Imagine a robot navigating a large warehouse, a busy hospital, or a complex urban environment filled with obstacles. Although autonomous systems are increasingly deployed in such settings, most of them still rely on planning a single path from point A to point B. This approach performs adequately under normal conditions; however, it becomes insufficient when unexpected changes occur.
When a path is suddenly blocked, when environmental conditions change during execution, or when the system must select the most suitable route based on different criteria, a single planned trajectory is no longer adequate.
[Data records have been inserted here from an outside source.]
//! Dispatch of named tool calls onto the tracker service.

use super::{
    definition::{ToolDefinition, catalogue},
    error::{ToolError, ToolErrorKind},
};
use crate::{
    tracker::{
        domain::{
            CommentTarget, DocumentKind, EpicFilter, EpicId, Priority, ProjectId, SprintId,
            StoryFilter, StoryId, WorkflowStatus,
        },
        ports::TrackerStore,
        services::{
            AddCommentRequest, CreateDocumentRequest, CreateEpicRequest, CreateProjectRequest,
            CreateSprintRequest, CreateStoryRequest, DEFAULT_PAGE_LIMIT, ListStoriesRequest,
            TrackerService, UpdateStoryRequest,
        },
    },
    transport::{
        deserialize_some,
        views::{
            CommentView, DocumentView, EpicView, MembershipView, ProjectView, SprintView,
            StoryPageView, StoryView,
        },
    },
};
use mockable::Clock;
use serde::{Deserialize, Serialize, de::DeserializeOwned};
use serde_json::{Map, Value, json};
use tracing::debug;
use uuid::Uuid;

#[derive(Debug, Deserialize)]
#[serde(deny_unknown_fields)]
struct NoArgs {}

#[derive(Debug, Deserialize)]
#[serde(deny_unknown_fields)]
struct CreateProjectArgs {
    name: String,
}

#[derive(Debug, Deserialize)]
#[serde(deny_unknown_fields)]
struct CreateEpicArgs {
    project_id: Uuid,
    title: String,
}

#[derive(Debug, Deserialize)]
#[serde(deny_unknown_fields)]
struct SearchEpicsArgs {
    project_id: Uuid,
    #[serde(default)]
    search: Option<String>,
}

#[derive(Debug, Deserialize)]
#[serde(deny_unknown_fields)]
struct CreateStoryArgs {
    epic_id: Uuid,
    title: String,
    description: String,
    #[serde(default)]
    story_points: u8,
    #[serde(default)]
    priority: Priority,
}

#[derive(Debug, Deserialize)]
#[serde(deny_unknown_fields)]
struct UpdateStoryArgs {
    story_id: Uuid,
    #[serde(default)]
    title: Option<String>,
    #[serde(default)]
    description: Option<String>,
    #[serde(default)]
    story_points: Option<u8>,
    #[serde(default)]
    priority: Option<Priority>,
    #[serde(default)]
    status: Option<WorkflowStatus>,
    #[serde(default, deserialize_with = "deserialize_some")]
    assigned_to: Option<Option<String>>,
}

#[derive(Debug, Deserialize)]
#[serde(deny_unknown_fields)]
struct ListStoriesArgs {
    project_id: Uuid,
    #[serde(default)]
    status: Option<WorkflowStatus>,
    #[serde(default)]
    priority: Option<Priority>,
    #[serde(default)]
    assigned_to: Option<String>,
    #[serde(default)]
    search: Option<String>,
    #[serde(default)]
    limit: Option<usize>,
}

#[derive(Debug, Deserialize)]
#[serde(deny_unknown_fields)]
struct CreateSprintArgs {
    project_id: Uuid,
    name: String,
}

#[derive(Debug, Deserialize)]
#[serde(deny_unknown_fields)]
struct SprintArgs {
    sprint_id: Uuid,
}

#[derive(Debug, Deserialize)]
#[serde(deny_unknown_fields)]
struct MembershipArgs {
    sprint_id: Uuid,
    story_id: Uuid,
}

#[derive(Debug, Deserialize)]
#[serde(deny_unknown_fields)]
struct StoryCommentArgs {
    story_id: Uuid,
    text: String,
    #[serde(default)]
    author: Option<String>,
}

#[derive(Debug, Deserialize)]
#[serde(deny_unknown_fields)]
struct EpicCommentArgs {
    epic_id: Uuid,
    text: String,
    #[serde(default)]
    author: Option<String>,
}

#[derive(Debug, Deserialize)]
#[serde(deny_unknown_fields)]
struct CreateDocumentArgs {
    project_id: Uuid,
    #[serde(rename = "type")]
    kind: DocumentKind,
    content: String,
}

/// Parses the arguments object; a missing or `null` object counts as `{}`.
fn parse<T: DeserializeOwned>(arguments: Value) -> Result<T, ToolError> {
    let object = match arguments {
        Value::Null => Value::Object(Map::new()),
        other => other,
    };
    serde_json::from_value(object)
        .map_err(|err| ToolError::invalid_argument(format!("invalid arguments: {err}")))
}

fn render<T: Serialize>(view: &T) -> Result<Value, ToolError> {
    serde_json::to_value(view).map_err(|err| {
        ToolError::new(
            ToolErrorKind::Internal,
            format!("failed to render result: {err}"),
        )
    })
}

/// Named tool calls over a [`TrackerService`].
///
/// Every tool takes a JSON arguments object and returns the JSON view of the
/// affected entity, or a [`ToolError`] tagged with the failure kind.
pub struct ToolRegistry<S, C>
where
    S: TrackerStore,
    C: Clock + Send + Sync + 'static,
{
    service: TrackerService<S, C>,
    definitions: Vec<ToolDefinition>,
}

impl<S, C> ToolRegistry<S, C>
where
    S: TrackerStore,
    C: Clock + Send + Sync + 'static,
{
    /// Creates a registry exposing the full tool catalogue.
    #[must_use]
    pub fn new(service: TrackerService<S, C>) -> Self {
        Self {
            service,
            definitions: catalogue(),
        }
    }

    /// Returns the definitions of all callable tools.
    #[must_use]
    pub fn definitions(&self) -> &[ToolDefinition] {
        &self.definitions
    }

    /// Calls the tool named `name` with a JSON arguments object.
    ///
    /// # Errors
    ///
    /// Returns [`ToolError`] when the tool is unknown, the arguments do not
    /// parse, or the service rejects the call.
    pub async fn call(&self, name: &str, arguments: Value) -> Result<Value, ToolError> {
        debug!(tool = name, "tool call");
        match name {
            "create_project" => self.create_project(arguments).await,
            "list_projects" => self.list_projects(arguments).await,
            "create_epic" => self.create_epic(arguments).await,
            "search_epics" => self.search_epics(arguments).await,
            "create_story" => self.create_story(arguments).await,
            "update_story" => self.update_story(arguments).await,
            "list_stories" => self.list_stories(arguments).await,
            "create_sprint" => self.create_sprint(arguments).await,
            "start_sprint" => self.start_sprint(arguments).await,
            "close_sprint" => self.close_sprint(arguments).await,
            "assign_story_to_sprint" => self.assign_story(arguments).await,
            "remove_story_from_sprint" => self.remove_story(arguments).await,
            "add_comment_to_story" => self.add_story_comment(arguments).await,
            "add_comment_to_epic" => self.add_epic_comment(arguments).await,
            "create_document" => self.create_document(arguments).await,
            unknown => Err(ToolError::unknown_tool(unknown)),
        }
    }

    async fn list_projects(&self, arguments: Value) -> Result<Value, ToolError> {
        let NoArgs {} = parse(arguments)?;
        let projects = self.service.list_projects().await?;
        render(&projects.iter().map(ProjectView::from).collect::<Vec<_>>())
    }

    async fn start_sprint(&self, arguments: Value) -> Result<Value, ToolError> {
        let args: SprintArgs = parse(arguments)?;
        let sprint = self
            .service
            .start_sprint(SprintId::from_uuid(args.sprint_id))
            .await?;
        render(&SprintView::from(&sprint))
    }

    async fn close_sprint(&self, arguments: Value) -> Result<Value, ToolError> {
        let args: SprintArgs = parse(arguments)?;
        let sprint = self
            .service
            .close_sprint(SprintId::from_uuid(args.sprint_id))
            .await?;
        render(&SprintView::from(&sprint))
    }

    async fn assign_story(&self, arguments: Value) -> Result<Value, ToolError> {
        let args: MembershipArgs = parse(arguments)?;
        let membership = self
            .service
            .assign_story_to_sprint(
                StoryId::from_uuid(args.story_id),
                SprintId::from_uuid(args.sprint_id),
            )
            .await?;
        render(&MembershipView::from(&membership))
    }

    async fn remove_story(&self, arguments: Value) -> Result<Value, ToolError> {
        let args: MembershipArgs = parse(arguments)?;
        self.service
            .remove_story_from_sprint(
                StoryId::from_uuid(args.story_id),
                SprintId::from_uuid(args.sprint_id),
            )
            .await?;
        Ok(json!({ "message": "removed" }))
    }

    async fn add_story_comment(&self, arguments: Value) -> Result<Value, ToolError> {
        let args: StoryCommentArgs = parse(arguments)?;
        let target = CommentTarget::Story(StoryId::from_uuid(args.story_id));
        self.add_comment(target, args.text, args.author).await
    }

    async fn add_epic_comment(&self, arguments: Value) -> Result<Value, ToolError> {
        let args: EpicCommentArgs = parse(arguments)?;
        let target = CommentTarget::Epic(EpicId::from_uuid(args.epic_id));
        self.add_comment(target, args.text, args.author).await
    }

    async fn create_project(&self, arguments: Value) -> Result<Value, ToolError> {
        let args: CreateProjectArgs = parse(arguments)?;
        let project = self
            .service
            .create_project(CreateProjectRequest::new(args.name))
            .await?;
        render(&ProjectView::from(&project))
    }

    async fn create_epic(&self, arguments: Value) -> Result<Value, ToolError> {
        let args: CreateEpicArgs = parse(arguments)?;
        let request = CreateEpicRequest::new(ProjectId::from_uuid(args.project_id), args.title);
        let epic = self.service.create_epic(request).await?;
        render(&EpicView::from(&epic))
    }

    async fn search_epics(&self, arguments: Value) -> Result<Value, ToolError> {
        let args: SearchEpicsArgs = parse(arguments)?;
        let filter = EpicFilter {
            search: args.search,
            ..EpicFilter::default()
        };
        let epics = self
            .service
            .list_epics(ProjectId::from_uuid(args.project_id), filter)
            .await?;
        render(&epics.iter().map(EpicView::from).collect::<Vec<_>>())
    }

    async fn create_story(&self, arguments: Value) -> Result<Value, ToolError> {
        let args: CreateStoryArgs = parse(arguments)?;
        let request =
            CreateStoryRequest::new(EpicId::from_uuid(args.epic_id), args.title, args.description)
                .with_points(args.story_points)
                .with_priority(args.priority);
        let story = self.service.create_story(request).await?;
        render(&StoryView::from(&story))
    }

    async fn update_story(&self, arguments: Value) -> Result<Value, ToolError> {
        let args: UpdateStoryArgs = parse(arguments)?;
        let mut request = UpdateStoryRequest::default();
        if let Some(title) = args.title {
            request = request.with_title(title);
        }
        if let Some(description) = args.description {
            request = request.with_description(description);
        }
        if let Some(points) = args.story_points {
            request = request.with_points(points);
        }
        if let Some(priority) = args.priority {
            request = request.with_priority(priority);
        }
        if let Some(status) = args.status {
            request = request.with_status(status);
        }
        if let Some(assignee) = args.assigned_to {
            request = request.with_assignee_change(assignee);
        }
        let story = self
            .service
            .update_story(StoryId::from_uuid(args.story_id), request)
            .await?;
        render(&StoryView::from(&story))
    }

    async fn list_stories(&self, arguments: Value) -> Result<Value, ToolError> {
        let args: ListStoriesArgs = parse(arguments)?;
        let filter = StoryFilter {
            status: args.status,
            priority: args.priority,
            assignee: args.assigned_to,
            sprint: None,
            search: args.search,
        };
        let request = ListStoriesRequest::new(ProjectId::from_uuid(args.project_id))
            .with_filter(filter)
            .with_page(0, args.limit.unwrap_or(DEFAULT_PAGE_LIMIT));
        let page = self.service.list_stories(request).await?;
        render(&StoryPageView::from(&page))
    }

    async fn create_sprint(&self, arguments: Value) -> Result<Value, ToolError> {
        let args: CreateSprintArgs = parse(arguments)?;
        let request = CreateSprintRequest::new(ProjectId::from_uuid(args.project_id), args.name);
        let sprint = self.service.create_sprint(request).await?;
        render(&SprintView::from(&sprint))
    }

    async fn add_comment(
        &self,
        target: CommentTarget,
        text: String,
        comment_author: Option<String>,
    ) -> Result<Value, ToolError> {
        let mut request = AddCommentRequest::new(target, text);
        if let Some(author) = comment_author {
            request = request.with_author(author);
        }
        let comment = self.service.add_comment(request).await?;
        render(&CommentView::from(&comment))
    }

    async fn create_document(&self, arguments: Value) -> Result<Value, ToolError> {
        let args: CreateDocumentArgs = parse(arguments)?;
        let request = CreateDocumentRequest::new(
            ProjectId::from_uuid(args.project_id),
            args.kind,
            args.content,
        );
        let document = self.service.create_document(request).await?;
        render(&DocumentView::from(&document))
    }
}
Our work, published in IEEE Access (Q1), addresses this limitation by proposing a framework that automatically generates multiple diverse, safe, and physically feasible trajectories for robots operating in complex environments. The proposed approach ensures that each trajectory explores different regions of the configuration space rather than converging to similar solutions.
Methodology
The proposed system operates in two main stages. First, a connectivity roadmap of the free space is constructed, upon which an informed search is performed. This search progressively penalizes already explored regions, thereby encouraging the discovery of increasingly diverse paths. In the second stage, the resulting geometric paths are transformed into dynamically feasible trajectories that respect the robot’s kinematic and dynamic constraints while ensuring continuous obstacle avoidance.
Significance
The resulting set of trajectories provides meaningful environmental coverage and enhances system flexibility. If one trajectory becomes infeasible due to dynamic obstacles, alternative solutions are readily available. Furthermore, when human intervention is required, the system provides multiple valid and diverse options for decision-making. The proposed method has been evaluated on two robotic platforms in highly complex environments and compared against five state-of-the-art approaches. Experimental results demonstrate superior performance in terms of trajectory diversity and computational efficiency.
Applications
The proposed framework is applicable to a wide range of domains, including autonomous navigation in warehouses and industrial environments, assistive robotics in healthcare facilities, alternative route planning for autonomous vehicles, coordination of multi-robot systems operating in shared spaces, and decision-support systems where multiple feasible solutions are required. This work is the result of a collaborative effort between researchers from the University Metropolitan Tirana, ESIEE Paris – Université Gustave Eiffel, and the U.S. National Science Foundation.